The end goal of using demand generation tactics like search engine optimization (SEO) is to increase organic web traffic. But what do you do if no one is searching for content like yours at all? Here’s what you need to know before creating your own search category.
If you’re offering a unique type of product, potential customers will have a hard time finding your content organically. If they don’t know about your new product, they won’t know how to look for it yet. As the famous Henry Ford (probably) once said: “If I had asked people what they wanted, they would have said faster horses.”
This is the position many SaaS marketers find themselves in. How do you position a solution nobody has heard of yet? The answer is simple: by publishing content in related categories they’re already searching for.

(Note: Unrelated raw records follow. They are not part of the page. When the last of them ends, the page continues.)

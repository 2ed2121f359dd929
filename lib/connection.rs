//! Cached inter-block connections and their Kronecker operator pairs.
//!
//! A [`ConnectionCache`] enumerates, once per pair of blocks, every
//! (site tuple, term, degree of freedom) whose coupling survives pruning.
//! [`HamiltonianConnection`] turns cached records into [`Link`]s and fetches
//! the reduced operators each one needs.

use log::debug;
use num_complex::Complex64 as C64;
use rustc_hash::FxHashMap as HashMap;
use crate::{
    block::{ LeftRightSuper, Modifier, OperatorSource, Role },
    error::{ DiagError, DiagResult },
    model::{ AdditionalData, ConnectionKind, Geometry, LinkProduct, Particle },
    sparse::CsrMatrix,
};

/* Cache **********************************************************************/

/// A surviving term of the inter-block Hamiltonian.
#[derive(Clone, Debug, PartialEq)]
pub struct Connection {
    /// Index into [`ConnectionCache::items`].
    pub item: usize,
    pub kind: ConnectionKind,
    pub term: usize,
    pub dof: usize,
    /// Coupling value after the time modifier.
    pub value: C64,
    pub data: AdditionalData,
}

/// Every connection between a given pair of blocks.
#[derive(Clone, Debug)]
pub struct ConnectionCache {
    left: Vec<usize>,
    right: Vec<usize>,
    time: f64,
    items: Vec<Vec<usize>>,
    connections: Vec<Connection>,
    index: HashMap<(usize, usize, usize), usize>,
}

impl ConnectionCache {
    /// Enumerate the connections between the two blocks of `lrs`.
    ///
    /// Couplings with modulus at or below `prune_tolerance` are skipped.
    pub fn build<G, L>(
        lrs: &LeftRightSuper,
        geometry: &G,
        link_product: &L,
        time: f64,
        prune_tolerance: f64,
    ) -> Self
    where
        G: Geometry,
        L: LinkProduct,
    {
        let system = lrs.left().sites();
        let environ = lrs.right().sites();
        let mut items: Vec<Vec<usize>> = Vec::new();
        let mut item_index: HashMap<Vec<usize>, usize> = HashMap::default();
        let mut connections: Vec<Connection> = Vec::new();
        let mut index: HashMap<(usize, usize, usize), usize> = HashMap::default();
        let mut pruned: usize = 0;
        for term in 0..geometry.terms() {
            for item in geometry.items(term, system, environ).into_iter() {
                let data = geometry.additional_data(term, &item);
                let kind
                    = if item.first().is_some_and(|s| system.contains(s)) {
                        ConnectionKind::SystemEnviron
                    } else {
                        ConnectionKind::EnvironSystem
                    };
                let n_items = items.len();
                let item_ix
                    = *item_index.entry(item.clone()).or_insert(n_items);
                if item_ix == n_items { items.push(item.clone()); }
                for dof in 0..link_product.dofs(term, &data) {
                    let edofs = link_product.connector_dofs(term, dof, &data);
                    let value = geometry.coupling(term, &item, &edofs);
                    if value.norm() <= prune_tolerance {
                        pruned += 1;
                        continue;
                    }
                    let value = geometry.time_modifier(term, value, time);
                    if index.contains_key(&(item_ix, term, dof)) { continue; }
                    index.insert((item_ix, term, dof), connections.len());
                    connections.push(
                        Connection { item: item_ix, kind, term, dof, value, data: data.clone() }
                    );
                }
            }
        }
        debug!(
            "cached {} connections on {} items ({} pruned)",
            connections.len(), items.len(), pruned,
        );
        Self {
            left: system.to_vec(),
            right: environ.to_vec(),
            time,
            items,
            connections,
            index,
        }
    }

    /// `true` if the cache was built for the same blocks at the same time.
    pub fn is_valid_for(&self, lrs: &LeftRightSuper, time: f64) -> bool {
        self.matches_blocks(lrs) && self.time == time
    }

    fn matches_blocks(&self, lrs: &LeftRightSuper) -> bool {
        self.left == lrs.left().sites() && self.right == lrs.right().sites()
    }

    /// Number of cached connections.
    pub fn len(&self) -> usize { self.connections.len() }

    pub fn is_empty(&self) -> bool { self.connections.is_empty() }

    pub fn get(&self, ix: usize) -> Option<&Connection> { self.connections.get(ix) }

    pub fn iter(&self) -> std::slice::Iter<'_, Connection> { self.connections.iter() }

    /// Distinct site tuples with at least one connection attempt.
    pub fn items(&self) -> &[Vec<usize>] { &self.items }

    /// Index of the connection for `(item, term, dof)`, if it survived
    /// pruning.
    pub fn find(&self, item: usize, term: usize, dof: usize) -> Option<usize> {
        self.index.get(&(item, term, dof)).copied()
    }
}

/* Links **********************************************************************/

/// Everything needed to apply one connection.
#[derive(Clone, Debug, PartialEq)]
pub struct Link {
    /// Superblock position of the first site.
    pub site1: usize,
    /// Superblock position of the second site.
    pub site2: usize,
    pub kind: ConnectionKind,
    pub value: C64,
    pub dof: usize,
    pub particle: Particle,
    pub ops: (usize, usize),
    pub mods: (Modifier, Modifier),
    pub angular_momentum: u32,
    pub angular_factor: f64,
    pub category: usize,
}

/// A connection oriented as `value · L ⊗ R` on (left, right) states.
#[derive(Copy, Clone, Debug)]
pub struct KronTerm<'a> {
    pub value: C64,
    /// Apply the left-state fermionic sign.
    pub fermionic: bool,
    pub left: &'a CsrMatrix,
    pub right: &'a CsrMatrix,
}

/// Builder of the Kronecker operator pairs for one sector.
pub struct HamiltonianConnection<'a, L> {
    sector: usize,
    lrs: &'a LeftRightSuper,
    link_product: &'a L,
    cache: &'a ConnectionCache,
    su2: bool,
}

impl<'a, L> HamiltonianConnection<'a, L>
where L: LinkProduct
{
    /// Create a new builder; `cache` must have been built for the blocks of
    /// `lrs`.
    pub fn new(
        sector: usize,
        lrs: &'a LeftRightSuper,
        link_product: &'a L,
        cache: &'a ConnectionCache,
        su2: bool,
    ) -> DiagResult<Self>
    {
        if sector >= lrs.num_sectors() {
            return Err(DiagError::Config(format!(
                "sector {} out of range for {} sectors", sector, lrs.num_sectors(),
            )));
        }
        if !cache.matches_blocks(lrs) {
            return Err(DiagError::Config(
                "connection cache was built for a different pair of blocks".into()));
        }
        debug!(
            "sector {}: {} connections, parallelism limit {}",
            sector, cache.len(), cache.len() + 2,
        );
        Ok(Self { sector, lrs, link_product, cache, su2 })
    }

    pub fn sector(&self) -> usize { self.sector }

    pub fn lrs(&self) -> &'a LeftRightSuper { self.lrs }

    /// Number of connections.
    pub fn tasks(&self) -> usize { self.cache.len() }

    fn resolve(&self, site: usize) -> DiagResult<usize> {
        self.lrs.super_block().iter().position(|s| *s == site)
            .ok_or(DiagError::UnresolvedSite(site))
    }

    fn fetch(&self, modifier: Modifier, site: usize, op: usize, role: Role)
        -> DiagResult<&'a CsrMatrix>
    {
        let matrix
            = self.lrs.reduced_operator(modifier, site, op, role)
            .ok_or(DiagError::MissingOperator { site, op })?;
        if matrix.nrows == 0 || matrix.ncols == 0 || !matrix.is_valid() {
            return Err(DiagError::DegenerateOperator { site, op });
        }
        Ok(matrix)
    }

    /// Link descriptor and the two reduced operators of connection `ix`.
    ///
    /// `A` acts on the block holding the first site of the item, `B` on the
    /// other block.
    pub fn get_kron(&self, ix: usize)
        -> DiagResult<(Link, &'a CsrMatrix, &'a CsrMatrix)>
    {
        let conn
            = self.cache.get(ix)
            .ok_or_else(|| DiagError::Config(
                format!("connection {} out of range", ix)))?;
        let item = &self.cache.items()[conn.item];
        if item.len() != 2 {
            return Err(DiagError::MultiSiteConnection(item.len()));
        }
        let i = self.resolve(item[0])?;
        let j = self.resolve(item[1])?;
        let data
            = self.link_product.link_data(conn.term, conn.dof, self.su2, &conn.data);
        let mut value = conn.value;
        self.link_product.value_modifier(
            &mut value, conn.term, conn.dof, self.su2, &conn.data);

        let offset = self.lrs.left().sites().len();
        let (site1, role1, site2, role2)
            = match conn.kind {
                ConnectionKind::SystemEnviron => {
                    if i >= offset || j < offset {
                        return Err(DiagError::UnresolvedSite(item[0]));
                    }
                    (i, Role::System, j - offset, Role::Environ)
                },
                ConnectionKind::EnvironSystem => {
                    if i < offset || j >= offset {
                        return Err(DiagError::UnresolvedSite(item[0]));
                    }
                    (i - offset, Role::Environ, j, Role::System)
                },
            };
        let A = self.fetch(data.mods.0, site1, data.ops.0, role1)?;
        let B = self.fetch(data.mods.1, site2, data.ops.1, role2)?;
        let link = Link {
            site1: i,
            site2: j,
            kind: conn.kind,
            value,
            dof: conn.dof,
            particle: data.particle,
            ops: data.ops,
            mods: data.mods,
            angular_momentum: data.angular_momentum,
            angular_factor: data.angular_factor,
            category: data.category,
        };
        Ok((link, A, B))
    }

    /// Connection `ix` oriented onto (left, right) block states.
    ///
    /// Swapping two fermionic operators for an environ-system link
    /// contributes a factor of `-1`.
    pub fn kron_term(&self, ix: usize) -> DiagResult<KronTerm<'a>> {
        let (link, A, B) = self.get_kron(ix)?;
        let fermionic = link.particle == Particle::Fermion;
        let term
            = match link.kind {
                ConnectionKind::SystemEnviron => KronTerm {
                    value: link.value,
                    fermionic,
                    left: A,
                    right: B,
                },
                ConnectionKind::EnvironSystem => KronTerm {
                    value: if fermionic { -link.value } else { link.value },
                    fermionic,
                    left: B,
                    right: A,
                },
            };
        Ok(term)
    }

    /// All connections as [`KronTerm`]s.
    pub fn kron_terms(&self) -> DiagResult<Vec<KronTerm<'a>>> {
        (0..self.tasks()).map(|ix| self.kron_term(ix)).collect()
    }

    /// The full sector Hamiltonian, `H_L ⊗ 1 + 1 ⊗ H_R + Σ_k v_k L_k ⊗ R_k`,
    /// as a sparse matrix in sector-local indices.
    pub fn sector_matrix(&self) -> DiagResult<CsrMatrix> {
        let lrs = self.lrs;
        let m = self.sector;
        let n = lrs.sector_size(m);
        let range = lrs.partition().range(m);
        let inverse = lrs.partition().inverse();
        let local = |x: usize, y: usize| -> Option<usize> {
            let pos = inverse[lrs.pack(x, y)];
            range.contains(&pos).then(|| pos - range.start)
        };
        let terms = self.kron_terms()?;
        let H_L = lrs.left().hamiltonian();
        let H_R = lrs.right().hamiltonian();
        let mut triplets: Vec<(usize, usize, C64)> = Vec::new();
        let mut dropped: usize = 0;
        for k in 0..n {
            let (xp, yp) = lrs.unpack(lrs.sector_state(m, k));
            for (x, a) in H_L.row(xp) {
                match local(x, yp) {
                    Some(col) => { triplets.push((k, col, a)); },
                    None => { dropped += 1; },
                }
            }
            for (y, b) in H_R.row(yp) {
                match local(xp, y) {
                    Some(col) => { triplets.push((k, col, b)); },
                    None => { dropped += 1; },
                }
            }
            for term in terms.iter() {
                for (x, a) in term.left.row(xp) {
                    let sign = lrs.left().fermionic_sign(x, term.fermionic);
                    for (y, b) in term.right.row(yp) {
                        match local(x, y) {
                            Some(col) => {
                                triplets.push((k, col, term.value * a * b * sign));
                            },
                            None => { dropped += 1; },
                        }
                    }
                }
            }
        }
        if dropped > 0 {
            debug!("sector {}: dropped {} elements leaving the sector", m, dropped);
        }
        CsrMatrix::from_triplets(n, n, triplets)
    }
}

When you consider category creation, you have to approach it from the perspective of the person behind the keyboard. It’s nice to imagine there’s a thriving audience of people all searching the terms that will inevitably lead them to your content. All you have to do to get them to click is create awesome content, right? Unfortunately, we all know it’s not that easy.

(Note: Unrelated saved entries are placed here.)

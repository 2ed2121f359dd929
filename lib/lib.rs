//! Symmetry-resolved, matrix-free diagonalization of superblock Hamiltonians
//! arising in block-renormalization sweeps over one-dimensional lattices.
//!
//! The superblock Hamiltonian is never stored. Within each symmetry sector it
//! is applied as a sum of Kronecker products of small left- and right-block
//! operators:
//! - [`qn`] labels block states and partitions bases into sectors;
//! - [`block`] holds the two blocks and the partition of their product basis;
//! - [`connection`] caches the inter-block couplings supplied by a
//!   [`model::Geometry`] and a [`model::LinkProduct`];
//! - [`kron`] assembles and applies the per-sector operator;
//! - [`solver`] finds eigenpairs from products alone;
//! - [`diag`] drives all of the above for one sweep step.

#![allow(non_snake_case)]

pub mod error;
pub mod config;
pub mod qn;
pub mod sparse;
pub mod block;
pub mod model;
pub mod connection;
pub mod kron;
pub mod solver;
pub mod reflection;
pub mod diag;
pub mod checkpoint;

pub use error::{ DiagError, DiagResult };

Factors like the quality of your content and its Google search ranking don’t matter if no one is looking for content in your category in the first place. Think about what your ideal customer is searching for besides your product. What problems do they have? What solutions do they gravitate toward that yours improves upon? Find established pain points and target those categories. If no one is looking for your content, you should meet them where they are looking and then guide them from there.

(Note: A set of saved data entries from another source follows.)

//! Matrix-free superblock Hamiltonian of one sector.
//!
//! A sector vector is laid out as a sequence of patches, one per pair of
//! (left group, right group) whose combined label is the sector label. Each
//! patch is a row-major `|R| × |L|` block indexed by (right state, left
//! state). The Hamiltonian acts as
//!
//! ```text
//! Y = Σ_k R_k · X · L_kᵀ
//! ```
//!
//! where `k` runs over the block Hamiltonians and every cached connection.

use std::ops::Range;
use ndarray::{ self as nd, s };
use num_complex::Complex64 as C64;
use num_traits::{ One, Zero };
use rayon::prelude::*;
use crate::{
    block::LeftRightSuper,
    connection::HamiltonianConnection,
    error::{ DiagError, DiagResult },
    model::LinkProduct,
    qn::ModalStructure,
    solver::LinearOperator,
    sparse::CsrMatrix,
};

/// Leading dimensions of the batched operator arrays are padded to a
/// multiple of this.
pub const ALIGN: usize = 32;

fn pad(n: usize) -> usize { ALIGN * n.div_ceil(ALIGN) }

/* Patches ********************************************************************/

/// A contiguous run of sector states sharing one left and one right group.
#[derive(Clone, Debug, PartialEq, Eq)]
pub struct Patch {
    pub left_group: usize,
    pub right_group: usize,
    /// Grouped positions of the left states.
    pub left: Range<usize>,
    /// Grouped positions of the right states.
    pub right: Range<usize>,
    /// Position of the patch within the sector vector.
    pub offset: usize,
}

impl Patch {
    pub fn size(&self) -> usize { self.left.len() * self.right.len() }

    /// Sector-vector range of the patch.
    pub fn range(&self) -> Range<usize> { self.offset..self.offset + self.size() }
}

/// Patch decomposition of one sector.
#[derive(Clone, Debug, PartialEq, Eq)]
pub struct Patches {
    patches: Vec<Patch>,
    size: usize,
}

impl Patches {
    /// Decompose sector `m` of `lrs`.
    pub fn new(lrs: &LeftRightSuper, m: usize, modal: &ModalStructure)
        -> DiagResult<Self>
    {
        let target = lrs.sector_label(m);
        let lp = lrs.left().partition();
        let rp = lrs.right().partition();
        let mut patches: Vec<Patch> = Vec::new();
        let mut offset: usize = 0;
        for j in 0..rp.num_groups() {
            for i in 0..lp.num_groups() {
                let q = modal.combine(lp.label(i), rp.label(j));
                if !modal.equal(&q, target) { continue; }
                let patch = Patch {
                    left_group: i,
                    right_group: j,
                    left: lp.range(i),
                    right: rp.range(j),
                    offset,
                };
                offset += patch.size();
                patches.push(patch);
            }
        }
        if offset != lrs.sector_size(m) {
            return Err(DiagError::Shape(format!(
                "patches of sector {} cover {} states, expected {}",
                m, offset, lrs.sector_size(m),
            )));
        }
        Ok(Self { patches, size: offset })
    }

    /// Number of patches.
    pub fn len(&self) -> usize { self.patches.len() }

    pub fn is_empty(&self) -> bool { self.patches.is_empty() }

    /// Number of sector states covered.
    pub fn size(&self) -> usize { self.size }

    pub fn iter(&self) -> std::slice::Iter<'_, Patch> { self.patches.iter() }

    pub fn as_slice(&self) -> &[Patch] { &self.patches }
}

/* InitKron *******************************************************************/

/// Dense (left, right) operator pairs of a sector Hamiltonian.
///
/// The first two pairs are `H_L ⊗ 1` and `1 ⊗ H_R`; coupling values and
/// fermionic signs are folded into the left operator of every connection.
#[derive(Clone, Debug)]
pub struct InitKron {
    sector: usize,
    n_left: usize,
    n_right: usize,
    patches: Patches,
    ops: Vec<(nd::Array2<C64>, nd::Array2<C64>)>,
}

impl InitKron {
    pub fn new<L>(hc: &HamiltonianConnection<'_, L>, modal: &ModalStructure)
        -> DiagResult<Self>
    where L: LinkProduct
    {
        let lrs = hc.lrs();
        let sector = hc.sector();
        let patches = Patches::new(lrs, sector, modal)?;
        let n_left = lrs.left().size();
        let n_right = lrs.right().size();
        let mut ops: Vec<(nd::Array2<C64>, nd::Array2<C64>)>
            = Vec::with_capacity(hc.tasks() + 2);
        ops.push((lrs.left().hamiltonian().to_dense(), nd::Array2::eye(n_right)));
        ops.push((nd::Array2::eye(n_left), lrs.right().hamiltonian().to_dense()));
        for term in hc.kron_terms()?.into_iter() {
            let mut L = term.left.to_dense();
            for (x, mut col) in L.columns_mut().into_iter().enumerate() {
                let sign = lrs.left().fermionic_sign(x, term.fermionic);
                col.mapv_inplace(|a| a * term.value * sign);
            }
            ops.push((L, term.right.to_dense()));
        }
        Ok(Self { sector, n_left, n_right, patches, ops })
    }

    pub fn sector(&self) -> usize { self.sector }

    /// Number of operator pairs, block Hamiltonians included.
    pub fn num_ops(&self) -> usize { self.ops.len() }

    pub fn patches(&self) -> &Patches { &self.patches }

    pub fn ops(&self) -> &[(nd::Array2<C64>, nd::Array2<C64>)] { &self.ops }
}

/* BatchedGemm ****************************************************************/

/// All operator pairs of a sector stacked side by side for a two-phase
/// batched product.
///
/// `a_batch[x', k·n_left + x] = L_k[x', x]` and
/// `b_batch[y', k·n_right + y] = R_k[y', y]`, with leading dimensions padded
/// to a multiple of [`ALIGN`].
#[derive(Clone, Debug)]
pub struct BatchedGemm {
    enabled: bool,
    n_left: usize,
    n_right: usize,
    n_ops: usize,
    a_batch: nd::Array2<C64>,
    b_batch: nd::Array2<C64>,
    patches: Patches,
}

impl BatchedGemm {
    /// Assemble the batched arrays; when `enabled` is `false` nothing is
    /// allocated and every product fails.
    pub fn new(init: &InitKron, enabled: bool) -> Self {
        let n_left = init.n_left;
        let n_right = init.n_right;
        let n_ops = if enabled { init.num_ops() } else { 0 };
        let mut a_batch: nd::Array2<C64>
            = nd::Array2::zeros((pad(n_left), n_left * n_ops));
        let mut b_batch: nd::Array2<C64>
            = nd::Array2::zeros((pad(n_right), n_right * n_ops));
        for (k, (L, R)) in init.ops.iter().enumerate().take(n_ops) {
            a_batch.slice_mut(s![..n_left, k * n_left..(k + 1) * n_left])
                .assign(L);
            b_batch.slice_mut(s![..n_right, k * n_right..(k + 1) * n_right])
                .assign(R);
        }
        Self {
            enabled,
            n_left,
            n_right,
            n_ops,
            a_batch,
            b_batch,
            patches: init.patches.clone(),
        }
    }

    pub fn enabled(&self) -> bool { self.enabled }

    /// Sector dimension.
    pub fn size(&self) -> usize { self.patches.size() }

    /// Accumulate `y += H x`.
    pub fn matrix_vector(&self, y: &mut nd::Array1<C64>, x: &nd::Array1<C64>)
        -> DiagResult<()>
    {
        if !self.enabled { return Err(DiagError::BatchedDisabled); }
        let n = self.size();
        if x.len() != n || y.len() != n {
            return Err(DiagError::Shape(format!(
                "batched product of size {} with vectors of length {} and {}",
                n, x.len(), y.len(),
            )));
        }
        let x_std = x.as_standard_layout();
        let xs: &[C64]
            = x_std.as_slice()
            .ok_or_else(|| DiagError::Shape("non-contiguous input vector".into()))?;
        let (nl, nr) = (self.n_left, self.n_right);

        // phase 1: BX[:, k nL + L] += Bbatch[:, k nR + R] · X_p
        let bx_blocks: Vec<nd::Array2<C64>>
            = (0..self.n_ops).into_par_iter()
            .map(|k| -> DiagResult<nd::Array2<C64>> {
                let mut bx: nd::Array2<C64> = nd::Array2::zeros((nr, nl));
                for p in self.patches.iter() {
                    let X_p
                        = nd::ArrayView2::from_shape(
                            (p.right.len(), p.left.len()), &xs[p.range()])
                        .map_err(|e| DiagError::Shape(e.to_string()))?;
                    let B_k
                        = self.b_batch.slice(
                            s![..nr, k * nr + p.right.start..k * nr + p.right.end]);
                    let mut target = bx.slice_mut(s![.., p.left.clone()]);
                    target += &B_k.dot(&X_p);
                }
                Ok(bx)
            })
            .collect::<DiagResult<Vec<_>>>()?;
        let views: Vec<nd::ArrayView2<C64>>
            = bx_blocks.iter().map(|b| b.view()).collect();
        let bx: nd::Array2<C64>
            = nd::concatenate(nd::Axis(1), &views)
            .map_err(|e| DiagError::Shape(e.to_string()))?;

        // phase 2: Y_p += BX[R_p, :] · Abatch[L_p, :]ᵀ
        let a_batch = self.a_batch.slice(s![..nl, ..]);
        let y_patches: Vec<nd::Array2<C64>>
            = self.patches.as_slice().par_iter()
            .map(|p| {
                bx.slice(s![p.right.clone(), ..])
                    .dot(&a_batch.slice(s![p.left.clone(), ..]).t())
            })
            .collect();
        for (p, y_p) in self.patches.iter().zip(y_patches.iter()) {
            y.slice_mut(s![p.range()]).iter_mut()
                .zip(y_p.iter())
                .for_each(|(a, b)| { *a += b; });
        }
        Ok(())
    }

    /// Diagonal of the sector Hamiltonian.
    pub fn diagonal(&self) -> DiagResult<nd::Array1<f64>> {
        if !self.enabled { return Err(DiagError::BatchedDisabled); }
        let (nl, nr) = (self.n_left, self.n_right);
        let mut diag: nd::Array1<f64> = nd::Array1::zeros(self.size());
        for p in self.patches.iter() {
            for (r, y) in p.right.clone().enumerate() {
                for (l, x) in p.left.clone().enumerate() {
                    let d: C64
                        = (0..self.n_ops)
                        .map(|k| {
                            self.a_batch[[x, k * nl + x]]
                                * self.b_batch[[y, k * nr + y]]
                        })
                        .sum();
                    diag[p.offset + r * p.left.len() + l] = d.re;
                }
            }
        }
        Ok(diag)
    }
}

/* Sector operator ************************************************************/

#[derive(Clone, Debug)]
enum Kernel {
    Batched(BatchedGemm),
    Sparse(CsrMatrix),
}

/// The Hamiltonian of one sector, applied either through [`BatchedGemm`] or
/// through an assembled sparse matrix.
#[derive(Clone, Debug)]
pub struct SectorHamiltonian {
    sector: usize,
    size: usize,
    kernel: Kernel,
}

impl SectorHamiltonian {
    pub fn new<L>(
        hc: &HamiltonianConnection<'_, L>,
        modal: &ModalStructure,
        batched: bool,
    ) -> DiagResult<Self>
    where L: LinkProduct
    {
        let sector = hc.sector();
        let size = hc.lrs().sector_size(sector);
        let kernel
            = if batched {
                let init = InitKron::new(hc, modal)?;
                Kernel::Batched(BatchedGemm::new(&init, true))
            } else {
                Kernel::Sparse(hc.sector_matrix()?)
            };
        Ok(Self { sector, size, kernel })
    }

    pub fn sector(&self) -> usize { self.sector }

    pub fn is_batched(&self) -> bool { matches!(self.kernel, Kernel::Batched(_)) }

    /// `⟨v|H|v⟩` for a single vector.
    pub fn expectation(&self, v: &nd::Array1<C64>) -> DiagResult<C64> {
        let mut hv: nd::Array1<C64> = nd::Array1::zeros(self.size);
        self.matrix_vector_product(&mut hv, v)?;
        Ok(v.iter().zip(hv.iter()).map(|(a, b)| a.conj() * b).sum())
    }
}

impl LinearOperator for SectorHamiltonian {
    fn rows(&self) -> usize { self.size }

    fn matrix_vector_product(&self, out: &mut nd::Array1<C64>, x: &nd::Array1<C64>)
        -> DiagResult<()>
    {
        match &self.kernel {
            Kernel::Batched(gemm) => gemm.matrix_vector(out, x),
            Kernel::Sparse(H) => {
                if x.len() != self.size || out.len() != self.size {
                    return Err(DiagError::Shape(format!(
                        "sector matrix of size {} with vectors of length {} and {}",
                        self.size, x.len(), out.len(),
                    )));
                }
                H.matvec_into(out, x);
                Ok(())
            },
        }
    }

    fn full_matrix(&self) -> DiagResult<nd::Array2<C64>> {
        match &self.kernel {
            Kernel::Sparse(H) => Ok(H.to_dense()),
            Kernel::Batched(gemm) => {
                let n = self.size;
                let mut H: nd::Array2<C64> = nd::Array2::zeros((n, n));
                let mut e: nd::Array1<C64> = nd::Array1::zeros(n);
                let mut col: nd::Array1<C64> = nd::Array1::zeros(n);
                for j in 0..n {
                    e[j] = C64::one();
                    col.fill(C64::zero());
                    gemm.matrix_vector(&mut col, &e)?;
                    H.column_mut(j).assign(&col);
                    e[j] = C64::zero();
                }
                Ok(H)
            },
        }
    }

    fn diagonal(&self) -> Option<nd::Array1<f64>> {
        match &self.kernel {
            Kernel::Batched(gemm) => gemm.diagonal().ok(),
            Kernel::Sparse(H) => {
                let d: nd::Array1<f64>
                    = (0..self.size)
                    .map(|i| {
                        H.row(i).find(|(j, _)| *j == i)
                            .map(|(_, a)| a.re)
                            .unwrap_or(0.0)
                    })
                    .collect();
                Some(d)
            },
        }
    }
}
use serde::{Deserialize, Serialize};
use std::time::Duration;

use crate::transcript::{SegmentId, TranscriptEvent};

use super::interval::FixedIntervalPolicy;
use super::vad::VoiceActivityPolicy;

/// Which segmentation policy a session runs.
#[derive(Debug, Clone, Copy, PartialEq, Eq, Serialize, Deserialize)]
#[serde(rename_all = "snake_case")]
pub enum SegmentationMode {
    /// Segment boundaries follow the service's voice-activity signal.
    Vad,
    /// Segment boundaries are forced on a fixed timer.
    FixedInterval,
}

/// Instruction to commit the currently open segment right now, regardless
/// of speech content, and continue in a fresh one.
#[derive(Debug, Clone, Copy, PartialEq, Eq)]
pub struct ForceCommit {
    /// Segment to close.
    pub segment_id: SegmentId,
    /// Segment opened in its place.
    pub next_segment_id: SegmentId,
}

/// Instruction to open a new local segment because the service signalled a
/// boundary.
#[derive(Debug, Clone, Copy, PartialEq, Eq)]
pub struct SegmentOpen {
    pub segment_id: SegmentId,
}

/// Segment-boundary decision logic, polymorphic over the two policies.
///
/// The session's apply loop consults `on_tick` before `on_service_boundary`
/// in every processing step; when both would produce a boundary in the same
/// step, the forced-interval one wins and the service boundary is dropped
/// for that step. Keeping the tie-break in the loop (not in the assembler)
/// keeps it testable in isolation.
pub trait SegmentationPolicy: Send {
    /// Called on every policy tick with the time elapsed since session
    /// start. Returns a commit instruction when an interval boundary is
    /// due.
    fn on_tick(&mut self, elapsed: Duration) -> Option<ForceCommit>;

    /// Called for every service event before it is applied. Returns an
    /// open instruction when the event announces a segment this policy
    /// has not opened yet.
    fn on_service_boundary(&mut self, event: &TranscriptEvent) -> Option<SegmentOpen>;

    fn mode(&self) -> SegmentationMode;

    /// Segment opened at session start, if the policy owns the boundary
    /// clock. Interval segmentation needs an open segment from t=0; VAD
    /// waits for the service to announce one.
    fn initial_segment(&self) -> Option<SegmentId>;
}

/// Build the policy selected by the session configuration.
pub fn create_policy(
    mode: SegmentationMode,
    commit_interval: Duration,
) -> Box<dyn SegmentationPolicy> {
    match mode {
        SegmentationMode::Vad => Box::new(VoiceActivityPolicy::new()),
        SegmentationMode::FixedInterval => Box::new(FixedIntervalPolicy::new(commit_interval)),
    }
}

In cases where no category exists yet, you have to explore tangential categories. Once you’ve identified the categories where your audience is clicking, your goal becomes redirection. Use your content to provide them with the information they were searching for, but also direct them towards your new solution they didn’t even know existed. This way, you can draw on existing interest in your broader market space and convert it into an interest in your brand, specifically.
If we’re talking about software, you might have a bit of an easier time. There’s usually already an established category when it comes to software research. People already know what they’re looking for and they’re searching specifically for content that will give them that information, whether a particular category or a particular type of software.
Even if people aren’t typing the exact words into the search bar that will take them to your content, that doesn’t mean you can’t reach them. People are already searching for related information about the problem your product solves — you just need to capture that attention wherever it currently lives and redirects it toward your solution.